Background information
- Born: Basildon, Essex, England
- Genres: Psychedelia; noir pop; blues; gothic folk^{[citation needed]};
- Occupations: Songwriter; guitarist; singer; film composer; film producer;
- Labels: Bronze Rat
- Website: gemmaray.tv

= Gemma Ray =

British musician

Gemma Ray is a British songwriter, guitarist, singer, film composer and producer.

==Background==
Born in Basildon, Essex, England, and raised in nearby Billericay, Ray has released eight studio albums on the Bronze Rat label. She has collaborated with artists including Sparks and Alan Vega and members of Nick Cave & The Bad Seeds.

Ray fuses many disparate genres, and has been given diverse tags such as "pop-noir", "sideways blues", and "gothic folk".

==Studio albums==
=== The Leader ===
Gemma Ray's debut album, The Leader, was co-produced by Michael J Sheehy of the band Dream City Film Club. Released on 2 June 2008, it featured the single "Hard Shoulder" / "Name Your Lord".

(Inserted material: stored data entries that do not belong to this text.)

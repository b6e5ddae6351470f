// SPDX-FileCopyrightText: Copyright (c) 2024-2025 NVIDIA CORPORATION & AFFILIATES. All rights reserved.
// SPDX-License-Identifier: Apache-2.0

//! Reuse-cache event notifications.
//!
//! The manager announces state changes of the reuse trie so external
//! indexers (e.g. a prefix-aware router) can track which prefixes this
//! worker can serve from cache:
//!
//! - `Stored`: a completed block was filed into the trie and is reusable
//!   from now on. Carries the content hash of its key and of its parent's
//!   key so receivers can rebuild the prefix chain.
//! - `Removed`: a keyed block was evicted or claimed exclusively and is no
//!   longer reusable.
//!
//! Emission is best-effort: a full or closed channel never fails a manager
//! operation.

use std::fmt::Debug;
use std::sync::Arc;

use serde::{Deserialize, Serialize};
use tokio::sync::mpsc;
use tokio_util::sync::CancellationToken;

use crate::tokens::KeyHash;

#[derive(Debug, Clone, Copy, PartialEq, Eq, Serialize, Deserialize)]
pub enum CacheEvent {
    Stored {
        hash: KeyHash,
        parent_hash: Option<KeyHash>,
    },
    Removed {
        hash: KeyHash,
    },
}

pub trait EventManager: Debug + Send + Sync {
    fn block_stored(&self, hash: KeyHash, parent_hash: Option<KeyHash>);
    fn block_removed(&self, hash: KeyHash);
}

/// Swallows all events; the default when no external indexer is attached.
#[derive(Debug, Default)]
pub struct NullEventManager;

impl NullEventManager {
    pub fn new() -> Arc<dyn EventManager> {
        Arc::new(Self)
    }
}

impl EventManager for NullEventManager {
    fn block_stored(&self, _hash: KeyHash, _parent_hash: Option<KeyHash>) {}
    fn block_removed(&self, _hash: KeyHash) {}
}

/// Forwards events over an unbounded channel to a consumer task.
#[derive(Debug)]
pub struct ChannelEventManager {
    tx: mpsc::UnboundedSender<CacheEvent>,
    cancel: CancellationToken,
}

impl ChannelEventManager {
    pub fn new() -> (Arc<Self>, mpsc::UnboundedReceiver<CacheEvent>) {
        Self::with_cancellation(CancellationToken::new())
    }

    /// Stops emitting once `cancel` is cancelled; the receiver drains
    /// whatever was already queued.
    pub fn with_cancellation(
        cancel: CancellationToken,
    ) -> (Arc<Self>, mpsc::UnboundedReceiver<CacheEvent>) {
        let (tx, rx) = mpsc::unbounded_channel();
        (Arc::new(Self { tx, cancel }), rx)
    }

    fn send(&self, event: CacheEvent) {
        if self.cancel.is_cancelled() {
            return;
        }
        if self.tx.send(event).is_err() {
            tracing::trace!("cache event receiver dropped; event discarded");
        }
    }
}

impl EventManager for ChannelEventManager {
    fn block_stored(&self, hash: KeyHash, parent_hash: Option<KeyHash>) {
        self.send(CacheEvent::Stored { hash, parent_hash });
    }

    fn block_removed(&self, hash: KeyHash) {
        self.send(CacheEvent::Removed { hash });
    }
}

#[cfg(test)]
mod tests {
    use super::*;

    #[tokio::test]
    async fn test_channel_event_manager_delivery() {
        let (manager, mut rx) = ChannelEventManager::new();

        manager.block_stored(42, None);
        manager.block_stored(43, Some(42));
        manager.block_removed(42);

        assert_eq!(
            rx.recv().await,
            Some(CacheEvent::Stored {
                hash: 42,
                parent_hash: None
            })
        );
        assert_eq!(
            rx.recv().await,
            Some(CacheEvent::Stored {
                hash: 43,
                parent_hash: Some(42)
            })
        );
        assert_eq!(rx.recv().await, Some(CacheEvent::Removed { hash: 42 }));
    }

    #[tokio::test]
    async fn test_cancelled_manager_drops_events() {
        let cancel = CancellationToken::new();
        let (manager, mut rx) = ChannelEventManager::with_cancellation(cancel.clone());

        manager.block_stored(1, None);
        cancel.cancel();
        manager.block_stored(2, None);
        drop(manager);

        assert_eq!(
            rx.recv().await,
            Some(CacheEvent::Stored {
                hash: 1,
                parent_hash: None
            })
        );
        assert_eq!(rx.recv().await, None);
    }

    #[test]
    fn test_null_event_manager_is_silent() {
        let manager = NullEventManager::new();
        manager.block_stored(1, None);
        manager.block_removed(1);
    }
}
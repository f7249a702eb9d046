//! HTTP handlers.
pub mod image;
pub mod register;
pub mod status;
pub mod users;

use axum::extract::State;
use axum::http::StatusCode;
use axum::response::{IntoResponse, Response};

use crate::AppState;

/// Prometheus exposition, only when metrics are enabled.
pub async fn metrics(State(state): State<AppState>) -> Response {
    match &state.metrics {
        Some(handle) => handle.render().into_response(),
        None => StatusCode::NOT_FOUND.into_response(),
    }
}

Unable to tour the album as a result of being struck down by illness, Ray wrote and recorded the album Lights Out Zoltar!

In 2018, The Leader was reissued on vinyl as an exclusive Record Store Day release to mark its 10th anniversary.

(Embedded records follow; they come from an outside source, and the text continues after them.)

#![forbid(unsafe_code)]
#![deny(
    dead_code,
    unused_imports,
    unused_mut,
    missing_docs,
    missing_debug_implementations
)]

//! # image_processor
//!
//! cover-fit resizer for profile photos.
//! the output is encoded back into the format of the upload (JPEG, PNG or
//! WebP), so the stored file keeps its original extension.
//!
//! # Resize a photo
//!
//! ```no_run
//! use image_processor::{Format, cover};
//!
//! let buffer = std::fs::read("photo.jpg").unwrap();
//! let square = cover(&buffer, 300, 300, Format::Jpeg).unwrap();
//! std::fs::write("square.jpg", square).unwrap();
//! ```

/// Resize image with a crop-to-fill strategy.
pub mod resizer;

pub use resizer::{Format, cover};

/// Error type.
#[derive(Debug, thiserror::Error)]
pub enum ImageError {
    /// Error from `image` crate, while decoding or encoding.
    #[error(transparent)]
    Image(#[from] image::ImageError),
    /// Extension does not map to a supported encoder.
    #[error("unsupported image format `{0}`")]
    UnsupportedFormat(String),
    /// Output must have a surface.
    #[error("width and height must be greater than zero")]
    MissingWidthOrHeight,
}
//! database (db) union structure.
use sqlx::PgPool;
use sqlx::postgres::{PgConnectOptions, PgPoolOptions, PgSslMode};

use crate::config::Postgres;

pub const DEFAULT_CREDENTIALS: &str = "postgres";
pub const DEFAULT_DATABASE_NAME: &str = "portrait";
pub const DEFAULT_POOL_SIZE: u32 = 10;
const DEFAULT_PORT: u16 = 5432;

/// Connection pool shared by every request.
#[derive(Clone)]
pub struct Database {
    pub postgres: PgPool,
}

impl Database {
    /// Init database connections.
    pub async fn new(config: &Postgres) -> Result<Self, sqlx::Error> {
        let options = connect_options(config)?;
        let database = options.get_database().unwrap_or_default().to_owned();

        let postgres = PgPoolOptions::new()
            .max_connections(config.pool_size.unwrap_or(DEFAULT_POOL_SIZE))
            .connect_with(options)
            .await?;

        tracing::info!(address = %config.address, db = %database, "postgres connected");

        Ok(Self { postgres })
    }
}

/// Build connection options from configuration.
///
/// A CA certificate switches the connection to verified TLS.
fn connect_options(config: &Postgres) -> Result<PgConnectOptions, sqlx::Error> {
    let (host, port) = match config.address.rsplit_once(':') {
        Some((host, port)) => {
            let port = port
                .parse::<u16>()
                .map_err(|err| sqlx::Error::Configuration(Box::new(err)))?;
            (host, port)
        },
        None => (config.address.as_str(), DEFAULT_PORT),
    };

    let options = PgConnectOptions::new()
        .host(host)
        .port(port)
        .username(config.username.as_deref().unwrap_or(DEFAULT_CREDENTIALS))
        .password(config.password.as_deref().unwrap_or(DEFAULT_CREDENTIALS))
        .database(
            config
                .database
                .as_deref()
                .unwrap_or(DEFAULT_DATABASE_NAME),
        );

    Ok(match &config.ca_certificate {
        Some(ca) => options.ssl_mode(PgSslMode::VerifyFull).ssl_root_cert(ca),
        None => options,
    })
}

=== Lights Out Zoltar! ===
Appearing just a year on from her debut album, Ray's distinctive sound blending psychedelic noir-pop with a "wall-of-sound girl group backing" is evident on Lights Out Zoltar!. Spin magazine described the album's sound as "if Phil Spector forced his girl groups in a more noir-soundtrack direction. Ray has a truly impressive feel for vintage pop flourishes, layered to lavish effect".

The track "100 mph (In 2nd Gear)" from the album was released as a single on 23 August 2009.

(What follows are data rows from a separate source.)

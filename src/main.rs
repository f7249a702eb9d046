use std::net::SocketAddr;
use std::path::PathBuf;

use portrait::config::Configuration;
use portrait::{app, initialize_state, telemetry};
use tokio::net::TcpListener;
use tokio::signal::ctrl_c;
#[cfg(unix)]
use tokio::signal::unix::{SignalKind, signal};
use tracing_subscriber::layer::SubscriberExt;
use tracing_subscriber::util::SubscriberInitExt;
use tracing_subscriber::{EnvFilter, fmt};

#[tokio::main]
async fn main() -> Result<(), Box<dyn std::error::Error>> {
    // OpenTelemetry collector, shared by traces and logs.
    let otlp = std::env::var("OTEL_EXPORTER_OTLP_ENDPOINT").ok();

    let logging = otlp
        .as_deref()
        .map(telemetry::setup_logging)
        .transpose()?;
    tracing_subscriber::registry()
        .with(
            EnvFilter::try_from_default_env()
                .unwrap_or_else(|_| EnvFilter::new("info")),
        )
        .with(fmt::layer())
        .with(logging)
        .init();

    if let Some(endpoint) = &otlp {
        opentelemetry::global::set_tracer_provider(telemetry::setup_tracer(
            endpoint,
        )?);
    }

    let config = Configuration::default()
        .path(
            std::env::var("CONFIG_PATH")
                .map(PathBuf::from)
                .unwrap_or_default(),
        )
        .read();

    let metrics = if config.telemetry.metrics {
        Some(telemetry::setup_metrics_recorder()?)
    } else {
        None
    };

    let address = SocketAddr::from(([0, 0, 0, 0], config.port));
    let state = initialize_state(config, metrics).await?;

    let listener = TcpListener::bind(address).await?;
    tracing::info!(%address, "server started");

    axum::serve(listener, app(state))
        .with_graceful_shutdown(shutdown_signal())
        .await?;

    tracing::info!("server stopped");
    Ok(())
}

async fn shutdown_signal() {
    let ctrl_c = async {
        match ctrl_c().await {
            Ok(()) => tracing::info!("received Ctrl+C, shutting down"),
            Err(err) => {
                tracing::error!(error = %err, "cannot listen for Ctrl+C");
                std::future::pending::<()>().await;
            },
        }
    };

    #[cfg(unix)]
    let terminate = async {
        match signal(SignalKind::terminate()) {
            Ok(mut stream) => {
                stream.recv().await;
                tracing::info!("received terminate signal, shutting down");
            },
            Err(err) => {
                tracing::error!(error = %err, "cannot listen for SIGTERM");
                std::future::pending::<()>().await;
            },
        }
    };

    #[cfg(not(unix))]
    let terminate = std::future::pending::<()>();

    tokio::select! {
        _ = ctrl_c => {},
        _ = terminate => {},
    }
}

Lights Out Zoltar! earned Ray an Independent Music Award. After seeing Ray perform live supporting Mott the Hoople in 2009, Led Zeppelin guitarist Jimmy Page declared Gemma Ray "not to be missed!"

=== It's A Shame About Gemma Ray ===
It's A Shame About Gemma Ray features reworkings of songs by a diverse selection of artists including Sonic Youth, Buddy Holly and The Gun Club. Recorded over five days in New York, the songs are delivered in Ray's characteristic style of guitar playing and singing. The album was recorded at the studio of Heavy Trash's Matt Verta-Ray and was released on 1 June 2010.

In support of the album, Ray appeared as a special guest of the band Grinderman on their European tour in 2011. That same year saw the release of The Runaway EP, which featured the single "Runaway" as well as a cover of The Shangri-Las song "Walking in the Sand".

=== Island Fire ===
In 2010, after appearing on TV show Rockwiz (duetting with Jon English), Ray found herself briefly stranded in Australia when the Icelandic volcano Eyjafjallajökull erupted. Whilst grounded there, she began work on what would become Island Fire. Co-produced with Andy Zammit and Michael Szumowski, the album was released to widespread acclaim on 12 March 2012. Island Fire, which is characterised by a mix of "sugary and savoury girl-group dramarama" and "lavish orchestral pop", peaked at number 19 on the CMJ chart. The video for the song "Rescue Me" appeared on the revamped Top of the Pops 2.

Island Fire includes two bonus tracks in the form of a collaboration with the band Sparks, which was also released as a separate 7" single entitled "Gemma Ray Sings Sparks (With Sparks)". Produced by Russell & Ron Mael, the songs are essentially Sparks covering Gemma covering Sparks. The artwork for the 7" was designed by Rick Froberg of the bands Drive Like Jehu, Hot Snakes and Obits.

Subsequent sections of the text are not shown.